Copy of the recommendations dated 04 November 2008 is annexed hereto and marked as Exhibit E.

  1. In pursuance of the recommendations of the Committee of Secretaries and the Empowered group of Ministers’ the Unique Identification Authority of India was constituted and notified by the Planning Commission on 28 January 2009 as an attached office under the aegis of Planning Commission with an initial core team of 115 officials. The role and responsibilities of the UIDAI was laid down in this notification. The UIDAI was given the responsibility to lay down plan and policies to implement UIDAI scheme and own and operate the UIDAI database and be responsible for its updation and maintenance on an ongoing basis. Copy of the Notification dated 28th January 2009 is annexed hereto and marked as Exhibit F. The said impugned Notification outlined the following tasks to be carried out under the UID banner:
    1. Generate and assign UID to residents
    2. Define mechanisms and processes for interlinking UID with partner databases on a continuous basis
    3. Frame policies and administrative procedures related to updation mechanism and maintenance of UID database on an ongoing basis
    4. Co-ordinate/liaise with implementation partners and user agencies as also define conflict resolution mechanisms
    5. Define usage and applicability of UID for delivery of various services
    6. Operate and manage all stages of UID lifecycle
    7. Adopt phased approach for implementation of UID specially with reference to approved timelines
    8. Take necessary steps to ensure collation of NPR with UID (as per approved strategy)

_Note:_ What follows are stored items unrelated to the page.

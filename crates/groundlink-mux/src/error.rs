/// Errors that can occur in multiplexer operations.
#[derive(Debug, thiserror::Error)]
pub enum MuxError {
    /// Transport-level error.
    #[error("transport error: {0}")]
    Transport(#[from] groundlink_transport::TransportError),

    /// Frame-level error.
    #[error("frame error: {0}")]
    Frame(#[from] groundlink_frame::FrameError),

    /// A bounded ring is full and the overflow policy refused the packet.
    #[error("{queue} ring full (capacity {capacity})")]
    BufferOverflow {
        queue: &'static str,
        capacity: usize,
    },

    /// The multiplexer has been shut down or its transmit worker has stopped.
    #[error("multiplexer is stopped")]
    Stopped,

    /// A worker thread could not be spawned.
    #[error("failed to spawn worker thread: {0}")]
    Spawn(#[source] std::io::Error),
}

pub type Result<T> = std::result::Result<T, MuxError>;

    9. Ensure ways for leveraging field level institutions appropriately such as PRIs in establishing linkages across partner agencies as well as its validation while cross linking with other designated agencies
    10. Evolve strategy for awareness and communication of UID and its usage
    11. Identify new partner/user agencies
  1. The Petitioner submits that subsequent to the notification the Government appointed Shri. Nandan M. Nilekani as Chairman of the Unique Identification Authority of India, in the rank and status of a Cabinet Minister for an initial tenure of five years. Mr. Nilekani has joined the UIDAI as its Chairman on 23 July 2009. Copy of the notification appointing Nandan M. Nilekani as chairman is annexed hereto and marked as Exhibit G.
  1. The Petitioner submits that although set up through an executive fiat, the UIDAI was always intended to be brought under the purview of a legislative scheme. In the meanwhile, an advisory council presided by the Prime Minister’s was set up on 30 July 2009. The Council is to advise the UIDAI on Programme, methodology and implementation to ensure co-ordination between Ministries/Departments, stakeholders and partners. Further, the activities of the UIDAI were to be supervised and monitored by a Cabinet Committee headed by the Honourable Prime Minister and consists of the Minister of Finance, Minister of Agriculture, Minister of Consumer Affairs, Food and Public Distribution, Minister of Home Affairs, Minister of External Affairs, Minister of Law and Justice, Minister of Communications and Information Technology, Minister of Labour and Employment, Minister of Human Resource Development, Minister of Rural Development and Panchayati Raj, Minister of Housing and Urban Poverty Alleviation and Minister of Tourism. The Deputy Chairman Planning Commission and Chairman UIDAI are special invitees.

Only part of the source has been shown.